§ **Source data**
#####

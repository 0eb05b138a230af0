//! In-memory search and materializer doubles shared by router, tool,
//! assistant and server tests.

use std::collections::HashMap;
use std::sync::atomic::{AtomicUsize, Ordering};
use std::sync::Arc;
use std::time::Duration;

use async_trait::async_trait;

use crate::capabilities::{
    parse_openapi_spec, CapabilityLocator, CapabilitySearch, CapabilitySet, MaterializeError,
    Materializer, SpecError,
};
use crate::delegate::KeywordExecutor;
use crate::lifecycle::DelegateSlot;

use super::RequestRouter;

pub(crate) const CUSTOMER_SPEC: &str = r##"
openapi: "3.0.0"
info:
  title: Customers
  version: "1.0"
paths:
  /customers/{id}:
    get:
      operationId: getCustomerById
      summary: Get a customer by ID
      parameters:
        - name: id
          in: path
          required: true
          schema:
            type: string
  /customers:
    get:
      operationId: listCustomers
      summary: List customers
      parameters:
        - name: limit
          in: query
          schema:
            type: integer
"##;

pub(crate) const ORDER_SPEC: &str = r##"
openapi: "3.0.0"
info:
  title: Orders
  version: "1.0"
paths:
  /orders/{id}:
    get:
      operationId: getOrderById
      summary: Get an order by ID
      parameters:
        - name: id
          in: path
          required: true
          schema:
            type: string
"##;

/// Maps fixed queries to locators and counts lookups.
#[derive(Debug, Default)]
pub(crate) struct StaticSearch {
    entries: HashMap<String, CapabilityLocator>,
    calls: AtomicUsize,
}

impl StaticSearch {
    pub(crate) fn new() -> Self {
        Self::default()
    }

    pub(crate) fn with(mut self, query: &str, locator: &str) -> Self {
        self.entries
            .insert(query.to_string(), CapabilityLocator::new(locator));
        self
    }

    pub(crate) fn calls(&self) -> usize {
        self.calls.load(Ordering::SeqCst)
    }
}

#[async_trait]
impl CapabilitySearch for StaticSearch {
    async fn search(&self, query: &str) -> Option<CapabilityLocator> {
        self.calls.fetch_add(1, Ordering::SeqCst);
        self.entries.get(query).cloned()
    }
}

/// Parses in-memory spec text and points every operation at `base_url`.
#[derive(Debug)]
pub(crate) struct StaticMaterializer {
    base_url: String,
    specs: HashMap<String, String>,
    delays: HashMap<String, Duration>,
}

impl StaticMaterializer {
    pub(crate) fn new(base_url: &str) -> Self {
        Self {
            base_url: base_url.to_string(),
            specs: HashMap::new(),
            delays: HashMap::new(),
        }
    }

    pub(crate) fn with_spec(mut self, locator: &str, content: &str) -> Self {
        self.specs.insert(locator.to_string(), content.to_string());
        self
    }

    pub(crate) fn with_delay(mut self, locator: &str, delay: Duration) -> Self {
        self.delays.insert(locator.to_string(), delay);
        self
    }
}

#[async_trait]
impl Materializer for StaticMaterializer {
    async fn materialize(
        &self,
        locator: &CapabilityLocator,
        display_name: &str,
        description: &str,
    ) -> Result<CapabilitySet, MaterializeError> {
        if let Some(delay) = self.delays.get(locator.as_str()) {
            tokio::time::sleep(*delay).await;
        }
        let malformed = |source: SpecError| MaterializeError::Malformed {
            locator: locator.clone(),
            source,
        };
        let content = self.specs.get(locator.as_str()).map(String::as_str).unwrap_or("");
        let mut operations = parse_openapi_spec(content).map_err(malformed)?;
        if operations.is_empty() {
            return Err(malformed(SpecError::NoOperations));
        }
        for op in &mut operations {
            op.base_url = Some(self.base_url.clone());
        }
        Ok(CapabilitySet::new(
            locator.clone(),
            display_name,
            description,
            operations,
        ))
    }
}

/// Router over the customer and order specs, using the keyword executor.
///
/// Known queries: "customer management", "orders" and "broken" (an empty
/// spec). Anything else has no match.
pub(crate) fn customer_router(
    base_url: &str,
) -> (RequestRouter, Arc<StaticSearch>, Arc<StaticMaterializer>) {
    let search = Arc::new(
        StaticSearch::new()
            .with("customer management", "specs/customers")
            .with("orders", "specs/orders")
            .with("broken", "specs/broken"),
    );
    let materializer = Arc::new(
        StaticMaterializer::new(base_url)
            .with_spec("specs/customers", CUSTOMER_SPEC)
            .with_spec("specs/orders", ORDER_SPEC)
            .with_spec("specs/broken", "openapi: \"3.0.0\"\npaths: {}\n"),
    );
    let router = RequestRouter::new(
        search.clone(),
        materializer.clone(),
        DelegateSlot::new(Arc::new(KeywordExecutor::new()), reqwest::Client::new()),
    );
    (router, search, materializer)
}
//! LLM provider implementations.
//!
//! Each provider implements [`BaseLLM`](crate::llms::base_llm::BaseLLM) and
//! handles authentication, request formatting, function calling and retries
//! for its API.

pub mod gemini;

#####

§ **TASK GOAL**
What is the number of lines in the records that hold the word "operationId"? Answer with that number only.

§ **RESULT BELOW**
3